TASK TO COMPLETE |
Transcribe each line below without altering anything.

RECORDS SHOWN below:

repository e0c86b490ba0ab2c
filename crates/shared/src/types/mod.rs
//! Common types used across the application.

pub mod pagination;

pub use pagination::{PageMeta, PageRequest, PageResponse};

End of RECORDS SHOWN.

RESULT OF THE EXERCISE |
repository e0c86b490ba0ab2c
filename crates/shared/src/types/mod.rs
//! Common types used across the application.

pub mod pagination;

pub use pagination::{PageMeta, PageRequest, PageResponse};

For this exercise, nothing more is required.